WORK ORDER: What you return should match the records below exactly.

(Saved entries)
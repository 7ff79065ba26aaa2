use std::sync::Arc;

use crate::config::ServerConfig;

/// Shared application state available to all Axum handlers via `State<AppState>`.
///
/// This is cheaply cloneable (inner data is behind `Arc` or is already `Clone`).
#[derive(Clone)]
pub struct AppState {
    /// Database connection pool.
    pub pool: penfolio_db::DbPool,
    /// Server configuration.
    pub config: Arc<ServerConfig>,
    /// Event bus for publishing post mutation events.
    pub event_bus: Arc<penfolio_events::EventBus>,
}
//! List pagination clamping shared by the API handlers.

/// Default page size for list endpoints.
pub const DEFAULT_LIST_LIMIT: i64 = 50;

/// Maximum page size a client may request.
pub const MAX_LIST_LIMIT: i64 = 200;

/// Clamp a client-supplied limit into `1..=max`, falling back to `default`.
pub fn clamp_limit(limit: Option<i64>, default: i64, max: i64) -> i64 {
    limit.unwrap_or(default).clamp(1, max)
}

/// Clamp a client-supplied offset to be non-negative.
pub fn clamp_offset(offset: Option<i64>) -> i64 {
    offset.unwrap_or(0).max(0)
}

TASK RESULT:
repository 7ff79065ba26aaa2
use std::sync::Arc;

use crate::config::ServerConfig;

/// Shared application state available to all Axum handlers via `State<AppState>`.
///
/// This is cheaply cloneable (inner data is behind `Arc` or is already `Clone`).
#[derive(Clone)]
pub struct AppState {
    /// Database connection pool.
    pub pool: penfolio_db::DbPool,
    /// Server configuration.
    pub config: Arc<ServerConfig>,
    /// Event bus for publishing post mutation events.
    pub event_bus: Arc<penfolio_events::EventBus>,
}
//! List pagination clamping shared by the API handlers.

/// Default page size for list endpoints.
pub const DEFAULT_LIST_LIMIT: i64 = 50;

/// Maximum page size a client may request.
pub const MAX_LIST_LIMIT: i64 = 200;

/// Clamp a client-supplied limit into `1..=max`, falling back to `default`.
pub fn clamp_limit(limit: Option<i64>, default: i64, max: i64) -> i64 {
    limit.unwrap_or(default).clamp(1, max)
}

/// Clamp a client-supplied offset to be non-negative.
pub fn clamp_offset(offset: Option<i64>) -> i64 {
    offset.unwrap_or(0).max(0)
}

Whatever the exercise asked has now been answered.